CPU utilization (\(\%\)) versus the number of requested services

Similar to previous sub-section, RP and NP have the lowest CPU utilization, however, they are reliability unaware. This is mean that they reduce consumption of the computational resource at the cost of an intense reduction in the system reliability. Among reliability aware solutions, SP-MILP has the lowest CPU utilization with the sacrifice of CPU time. This means that although the CPU utilization is lower than DP and RCG, it is not practical due to its high execution time. Comparing RCG and SP-MILP, it is clear that the meta-heuristic method closely follows the optimal solution obtained via the mathematical optimization model. Comparing DP and RCG, dedicated protection scheme requires more computational resources than shared resource consumption. It also needs a higher CPU time which clearly explains why RCG is superior to DP in terms of both CPU time and utilization.

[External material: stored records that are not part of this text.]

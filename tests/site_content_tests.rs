use std::path::PathBuf;

use oai_pmh_listener::core::selector::resumption_tokens;
use oai_pmh_listener::{DelaySettings, DocumentStore, FileDocumentStore, ResponseId};

fn repo_path(relative: &str) -> PathBuf {
    PathBuf::from(env!("CARGO_MANIFEST_DIR")).join(relative)
}

fn all_identifiers() -> Vec<ResponseId> {
    let mut ids = vec![
        ResponseId::Identify,
        ResponseId::ListMetadataFormats,
        ResponseId::ListSets,
        ResponseId::ListRecordsWithoutSet,
        ResponseId::SetFirstPage("col_AF"),
        ResponseId::BadKey,
        ResponseId::BadMetadataPrefix,
        ResponseId::BadSet,
    ];
    ids.extend(resumption_tokens().iter().map(|token| ResponseId::ResumptionPage {
        set: "col_AF",
        token: *token,
    }));
    ids
}

#[tokio::test]
async fn test_shipped_content_covers_every_identifier() {
    let store = FileDocumentStore::new(repo_path("SiteContent"));

    for id in all_identifiers() {
        let document = store
            .load(&id)
            .await
            .unwrap_or_else(|e| panic!("missing document for {}: {}", id, e));
        let text = String::from_utf8(document.to_vec()).unwrap();

        assert_eq!(
            text.matches("ResponseDateValue").count(),
            1,
            "document for {} must carry one response date",
            id
        );
        assert_eq!(text.contains("<error "), id.is_error(), "document for {}", id);
    }
}

#[test]
fn test_shipped_settings_parse() {
    let text = std::fs::read_to_string(repo_path("ListenerSettings.xml")).unwrap();

    let settings = DelaySettings::from_xml(&text).unwrap();

    assert_eq!(settings.frequency_one_from, 3);
    assert_eq!(settings.duration_from_ms, 100);
    assert_eq!(settings.duration_to_ms, 1000);
}
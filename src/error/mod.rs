use std::path::PathBuf;

use thiserror::Error;

/// Listener error types
#[derive(Debug, Error)]
pub enum ListenerError {
    #[error("Response document not found: {}", .0.display())]
    DocumentNotFound(PathBuf),

    #[error("Configuration error: {0}")]
    ConfigError(#[from] ConfigError),

    #[error("IO error: {0}")]
    IoError(#[from] std::io::Error),

    #[error("Server error: {0}")]
    ServerError(#[from] hyper::Error),

    #[error("Internal server error: {0}")]
    InternalError(String),
}

/// HTTP status code mapping for listener errors
impl ListenerError {
    pub fn status_code(&self) -> u16 {
        match self {
            ListenerError::DocumentNotFound(_) => 500,
            ListenerError::ConfigError(_) => 500,
            ListenerError::IoError(_) => 500,
            ListenerError::ServerError(_) => 500,
            ListenerError::InternalError(_) => 500,
        }
    }
}

/// Configuration specific errors
#[derive(Debug, Error)]
pub enum ConfigError {
    #[error("Failed to load configuration: {0}")]
    LoadError(String),

    #[error("Invalid configuration: {0}")]
    ValidationError(String),

    #[error("Failed to save configuration: {0}")]
    SaveError(String),
}
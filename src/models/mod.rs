// Models for the OAI-PMH listener

use std::collections::HashMap;
use std::fmt;
use std::path::PathBuf;

/// Query string parameters of a single request, keyed case-sensitively
pub type QueryParameters = HashMap<String, String>;

/// Identifies which canned document answers a request
#[derive(Debug, Clone, Copy, PartialEq, Eq, Hash)]
pub enum ResponseId {
    /// `verb=Identify`
    Identify,

    /// `verb=ListMetadataFormats`
    ListMetadataFormats,

    /// `verb=ListSets`
    ListSets,

    /// `verb=ListRecords` without a `set` restriction
    ListRecordsWithoutSet,

    /// First page of a set
    SetFirstPage(&'static str),

    /// A page reached through a resumption token
    ResumptionPage {
        set: &'static str,
        token: &'static str,
    },

    /// Missing or unknown verb, or unknown resumption token
    BadKey,

    /// Missing or unsupported metadata prefix
    BadMetadataPrefix,

    /// Unknown set
    BadSet,
}

impl ResponseId {
    /// Path of the backing document, relative to the content directory
    pub fn document_path(&self) -> PathBuf {
        match self {
            ResponseId::ResumptionPage { set, token } => {
                PathBuf::from(set).join(format!("{}.xml", token))
            }
            other => PathBuf::from(format!("{}.xml", other)),
        }
    }

    /// Whether this identifier answers a protocol-level error
    pub fn is_error(&self) -> bool {
        matches!(
            self,
            ResponseId::BadKey | ResponseId::BadMetadataPrefix | ResponseId::BadSet
        )
    }
}

impl fmt::Display for ResponseId {
    fn fmt(&self, f: &mut fmt::Formatter<'_>) -> fmt::Result {
        match self {
            ResponseId::Identify => f.write_str("Identify"),
            ResponseId::ListMetadataFormats => f.write_str("ListMetadataFormats"),
            ResponseId::ListSets => f.write_str("ListSets"),
            ResponseId::ListRecordsWithoutSet => f.write_str("ListRecordsWithoutSet"),
            ResponseId::SetFirstPage(set) => f.write_str(set),
            ResponseId::ResumptionPage { set, token } => write!(f, "{}/{}", set, token),
            ResponseId::BadKey => f.write_str("BadKey"),
            ResponseId::BadMetadataPrefix => f.write_str("BadMetadataPrefix"),
            ResponseId::BadSet => f.write_str("BadSet"),
        }
    }
}
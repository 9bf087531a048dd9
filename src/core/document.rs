use std::io::ErrorKind;
use std::path::{Path, PathBuf};

use async_trait::async_trait;
use bytes::Bytes;
use chrono::NaiveDateTime;

use crate::error::ListenerError;
use crate::models::ResponseId;

/// Placeholder replaced with the response timestamp
pub const RESPONSE_DATE_TOKEN: &str = "ResponseDateValue";

/// Timestamp layout written in place of the placeholder
pub const RESPONSE_DATE_FORMAT: &str = "%Y-%m-%dT%H:%M:%SZ";

/// Storage of canned response documents
#[async_trait]
pub trait DocumentStore: Send + Sync {
    /// Load the raw bytes of the document for an identifier
    async fn load(&self, id: &ResponseId) -> Result<Bytes, ListenerError>;
}

/// Documents stored as `<root>/<identifier>.xml`
#[derive(Debug, Clone)]
pub struct FileDocumentStore {
    root: PathBuf,
}

impl FileDocumentStore {
    pub fn new<P: AsRef<Path>>(root: P) -> Self {
        Self {
            root: root.as_ref().to_path_buf(),
        }
    }

    pub fn root(&self) -> &Path {
        &self.root
    }

    /// Full path of the document for an identifier
    pub fn path_for(&self, id: &ResponseId) -> PathBuf {
        self.root.join(id.document_path())
    }
}

#[async_trait]
impl DocumentStore for FileDocumentStore {
    async fn load(&self, id: &ResponseId) -> Result<Bytes, ListenerError> {
        let path = self.path_for(id);

        match tokio::fs::read(&path).await {
            Ok(content) => Ok(Bytes::from(content)),
            Err(e) if e.kind() == ErrorKind::NotFound => Err(ListenerError::DocumentNotFound(path)),
            Err(e) => Err(ListenerError::IoError(e)),
        }
    }
}

/// Replace every response date placeholder with `now`.
///
/// Works on raw bytes so documents in any ASCII-compatible encoding pass
/// through untouched apart from the substitution.
pub fn render_document(document: &[u8], now: NaiveDateTime) -> Bytes {
    let token = RESPONSE_DATE_TOKEN.as_bytes();
    let stamp = now.format(RESPONSE_DATE_FORMAT).to_string();

    let mut rendered = Vec::with_capacity(document.len());
    let mut rest = document;
    while let Some(index) = find(rest, token) {
        rendered.extend_from_slice(&rest[..index]);
        rendered.extend_from_slice(stamp.as_bytes());
        rest = &rest[index + token.len()..];
    }
    rendered.extend_from_slice(rest);

    Bytes::from(rendered)
}

fn find(haystack: &[u8], needle: &[u8]) -> Option<usize> {
    haystack
        .windows(needle.len())
        .position(|window| window == needle)
}
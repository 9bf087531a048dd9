// OAI-PMH Listener Library

pub mod config;
pub mod core;
pub mod error;
pub mod middleware;
pub mod models;

// Re-export commonly used types
pub use config::{DelaySettings, DelaySettingsSource, FileDelaySettings, ListenerConfig};
pub use self::core::{
    delay::{decide_delay, RandomSource},
    document::{render_document, DocumentStore, FileDocumentStore},
    listener::{Listener, OaiListener},
    request::ProtocolRequest,
    response::ProtocolResponse,
    selector::select,
};
pub use error::{ConfigError, ListenerError};
pub use models::{QueryParameters, ResponseId};
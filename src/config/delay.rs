use std::io::ErrorKind;
use std::path::{Path, PathBuf};

use async_trait::async_trait;
use serde::{Deserialize, Serialize};

use crate::error::ConfigError;

pub const DEFAULT_FREQUENCY_ONE_FROM: i32 = 1;
pub const DEFAULT_DURATION_FROM_MS: i32 = 100;
pub const DEFAULT_DURATION_TO_MS: i32 = 1000;

/// Network delay simulation settings
///
/// A request is delayed with probability `1 / frequency_one_from`, for a
/// duration drawn from `[duration_from_ms, duration_to_ms)`. Any value that is
/// zero or negative disables the delay.
#[derive(Debug, Clone, Copy, PartialEq, Eq, Serialize, Deserialize)]
pub struct DelaySettings {
    pub frequency_one_from: i32,
    pub duration_from_ms: i32,
    pub duration_to_ms: i32,
}

impl Default for DelaySettings {
    fn default() -> Self {
        Self {
            frequency_one_from: DEFAULT_FREQUENCY_ONE_FROM,
            duration_from_ms: DEFAULT_DURATION_FROM_MS,
            duration_to_ms: DEFAULT_DURATION_TO_MS,
        }
    }
}

impl DelaySettings {
    /// Settings that never delay a response
    pub fn disabled() -> Self {
        Self {
            frequency_one_from: 0,
            ..Self::default()
        }
    }

    /// Whether these settings can ever produce a delay
    pub fn is_enabled(&self) -> bool {
        self.frequency_one_from > 0 && self.duration_from_ms > 0 && self.duration_to_ms > 0
    }

    /// Parse a settings document such as
    ///
    /// ```xml
    /// <settings>
    ///   <frequency oneFrom="3"/>
    ///   <duration from="100" to="1000"/>
    /// </settings>
    /// ```
    ///
    /// A root without exactly two child elements yields the defaults. An
    /// attribute that is not an integer keeps its own default.
    pub fn from_xml(text: &str) -> Result<Self, ConfigError> {
        let document = roxmltree::Document::parse(text)
            .map_err(|e| ConfigError::LoadError(format!("Malformed delay settings: {}", e)))?;

        let mut settings = Self::default();
        let children = document
            .root_element()
            .children()
            .filter(|node| node.is_element())
            .collect::<Vec<_>>();

        if children.len() != 2 {
            tracing::debug!(
                "Delay settings root has {} child elements, using defaults",
                children.len()
            );
            return Ok(settings);
        }

        for child in children {
            match child.tag_name().name() {
                "frequency" => {
                    read_attribute(&child, "oneFrom", &mut settings.frequency_one_from);
                }
                "duration" => {
                    read_attribute(&child, "from", &mut settings.duration_from_ms);
                    read_attribute(&child, "to", &mut settings.duration_to_ms);
                }
                other => tracing::debug!("Ignoring unknown delay setting '{}'", other),
            }
        }

        Ok(settings)
    }
}

fn read_attribute(node: &roxmltree::Node<'_, '_>, name: &str, target: &mut i32) {
    if let Some(raw) = node.attribute(name) {
        match raw.trim().parse::<i32>() {
            Ok(value) => *target = value,
            Err(_) => tracing::warn!(
                "Invalid value '{}' for {}@{}, keeping {}",
                raw,
                node.tag_name().name(),
                name,
                target
            ),
        }
    }
}

/// Source of delay settings, consulted once per request
#[async_trait]
pub trait DelaySettingsSource: Send + Sync {
    /// Load the current settings, falling back to defaults on any failure
    async fn load(&self) -> DelaySettings;
}

/// Fixed settings that never change between requests
#[async_trait]
impl DelaySettingsSource for DelaySettings {
    async fn load(&self) -> DelaySettings {
        *self
    }
}

/// Delay settings re-read from an XML file on every request
#[derive(Debug, Clone)]
pub struct FileDelaySettings {
    path: PathBuf,
}

impl FileDelaySettings {
    pub fn new<P: AsRef<Path>>(path: P) -> Self {
        Self {
            path: path.as_ref().to_path_buf(),
        }
    }

    pub fn path(&self) -> &Path {
        &self.path
    }
}

#[async_trait]
impl DelaySettingsSource for FileDelaySettings {
    async fn load(&self) -> DelaySettings {
        let text = match tokio::fs::read_to_string(&self.path).await {
            Ok(text) => text,
            Err(e) if e.kind() == ErrorKind::NotFound => {
                tracing::debug!(
                    "No delay settings at {}, using defaults",
                    self.path.display()
                );
                return DelaySettings::default();
            }
            Err(e) => {
                tracing::warn!(
                    "Failed to read delay settings {}: {}",
                    self.path.display(),
                    e
                );
                return DelaySettings::default();
            }
        };

        DelaySettings::from_xml(&text).unwrap_or_else(|e| {
            tracing::warn!("{}, using defaults", e);
            DelaySettings::default()
        })
    }
}

#[cfg(test)]
mod tests {
    use super::*;

    #[test]
    fn test_full_settings() {
        let settings = DelaySettings::from_xml(
            r#"<settings><frequency oneFrom="3"/><duration from="50" to="250"/></settings>"#,
        )
        .unwrap();

        assert_eq!(
            settings,
            DelaySettings {
                frequency_one_from: 3,
                duration_from_ms: 50,
                duration_to_ms: 250,
            }
        );
        assert!(settings.is_enabled());
    }

    #[test]
    fn test_child_order_and_whitespace_do_not_matter() {
        let settings = DelaySettings::from_xml(
            r#"<?xml version="1.0" encoding="utf-8"?>
            <ListenerSettings>
                <duration from=" 10 " to="20"/>
                <frequency oneFrom="7"/>
            </ListenerSettings>"#,
        )
        .unwrap();

        assert_eq!(settings.frequency_one_from, 7);
        assert_eq!(settings.duration_from_ms, 10);
        assert_eq!(settings.duration_to_ms, 20);
    }

    #[test]
    fn test_wrong_child_count_uses_defaults() {
        let one_child =
            DelaySettings::from_xml(r#"<settings><frequency oneFrom="5"/></settings>"#).unwrap();
        assert_eq!(one_child, DelaySettings::default());

        let three_children = DelaySettings::from_xml(
            r#"<settings>
                <frequency oneFrom="5"/>
                <duration from="1" to="2"/>
                <extra/>
            </settings>"#,
        )
        .unwrap();
        assert_eq!(three_children, DelaySettings::default());
    }

    #[test]
    fn test_comments_are_not_counted_as_children() {
        let settings = DelaySettings::from_xml(
            r#"<settings><!-- one in five --><frequency oneFrom="5"/><duration from="1" to="2"/></settings>"#,
        )
        .unwrap();

        assert_eq!(
            settings,
            DelaySettings {
                frequency_one_from: 5,
                duration_from_ms: 1,
                duration_to_ms: 2,
            }
        );
    }

    #[test]
    fn test_invalid_attribute_keeps_only_that_default() {
        let settings = DelaySettings::from_xml(
            r#"<settings><frequency oneFrom="often"/><duration from="5" to="ten"/></settings>"#,
        )
        .unwrap();

        assert_eq!(settings.frequency_one_from, DEFAULT_FREQUENCY_ONE_FROM);
        assert_eq!(settings.duration_from_ms, 5);
        assert_eq!(settings.duration_to_ms, DEFAULT_DURATION_TO_MS);
    }

    #[test]
    fn test_missing_attributes_keep_defaults() {
        let settings =
            DelaySettings::from_xml(r#"<settings><frequency/><duration to="400"/></settings>"#)
                .unwrap();

        assert_eq!(settings.frequency_one_from, DEFAULT_FREQUENCY_ONE_FROM);
        assert_eq!(settings.duration_from_ms, DEFAULT_DURATION_FROM_MS);
        assert_eq!(settings.duration_to_ms, 400);
    }

    #[test]
    fn test_zero_frequency_disables_delay() {
        let settings = DelaySettings::from_xml(
            r#"<settings><frequency oneFrom="0"/><duration from="100" to="1000"/></settings>"#,
        )
        .unwrap();

        assert!(!settings.is_enabled());
        assert!(!DelaySettings::disabled().is_enabled());
    }

    #[test]
    fn test_malformed_document_is_error() {
        assert!(DelaySettings::from_xml("<settings><frequency").is_err());
    }

    #[tokio::test]
    async fn test_missing_file_uses_defaults() {
        let source = FileDelaySettings::new("/nonexistent/ListenerSettings.xml");
        assert_eq!(source.path(), Path::new("/nonexistent/ListenerSettings.xml"));

        assert_eq!(source.load().await, DelaySettings::default());
    }

    #[tokio::test]
    async fn test_file_is_reread_on_every_load() {
        let dir = tempfile::tempdir().unwrap();
        let path = dir.path().join("ListenerSettings.xml");
        let source = FileDelaySettings::new(&path);

        std::fs::write(
            &path,
            r#"<settings><frequency oneFrom="2"/><duration from="1" to="2"/></settings>"#,
        )
        .unwrap();
        assert_eq!(source.load().await.frequency_one_from, 2);

        std::fs::write(
            &path,
            r#"<settings><frequency oneFrom="9"/><duration from="1" to="2"/></settings>"#,
        )
        .unwrap();
        assert_eq!(source.load().await.frequency_one_from, 9);
    }

    #[tokio::test]
    async fn test_fixed_settings_source() {
        let settings = DelaySettings::disabled();

        assert_eq!(settings.load().await, settings);
    }
}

6.4 Link Utilization Results

Bandwidth utilization is one of the most basic and critical statistics available in assessing a network resource allocator. It shows the average traffic levels on links compared to total capacity of those lins. Fig. 7 shows the comparison of the average link utilization between the RCG and other algorithms. We can comprehend how RP introduces a lot of overload links. According to this plot, maximum link utilization of NP method is much lower than other methods. Sharing protection methods involving the SP-MILP and the genetic algorithm initially consume more bandwidth than DP method, but with increasing number of SFC, bandwidth consumption of the DP method will increase in sharing protection methods. Another issue that can be inferred from Fig. 7 is that bandwidth consumption in the RCG is very close to the SP-MILP. Initially, due to the small number of primary functions, the intensity of sharing the backup functions is low as result, dedicated methods less bandwidth consuming, But with the increase in the number of primary functions and the upgrading of the intensity of sharing the backup functions and decrease the need for more backup functions, the required bandwidth of shared methods reduced.

Fig. 7
figure 7

Bandwidth utilization (\(\%\)) versus number of network services (20-nodes network)

7 Conclusion

In order to provide reliable service function chains, a large number of backup functions are required. Although this redundancy is essential, it may sufficiently reduce the network resource efficiency if resources are not well assigned. To solve this problem, we exploited a Shared Protection (SP) algorithm with Active-Standby redundancy as an optimization issue to achieve the optimal network in the virtualization environment. We first formulated the problem as a mixed-integer linear programming (MILP) and found the optimal solution of the problem then we compared the SP-MILP method with three other methods: Dedicated Protection (DP), No Protection (NP) and Random Placement (RP). SP-MILP has a very high time complexity compared to the other approaches. But in terms of Computational resource consumption, it is about \(33\%\) lower than DP. Also, bandwidth consumption in the case of a high number of services is \(25.2\%\) lower than DP. To solve the complexity issue, we proposed a genetic algorithm. Based on simulation results, the proposed genetic algorithm with time complexity yields an optimize gap of approximately \(9\%\) bandwidth consumption and \(9.3\%\) optimize gap in computational resource consumption, compared to the SP-MILP response. In this paper, we proposed a reliability enhancement method using a shared protection scheme to reduce the cost of redundant VNFs and implemented it as a mathematical model and a genetic algorithm. In this method, we focused on the different reliability of the computational nodes and the calculation of the reliability of the function based on their location. In future work, more features such as link reliability, network function application and etc can be considered. Also heuristic can be used rather than Genetic algorithm.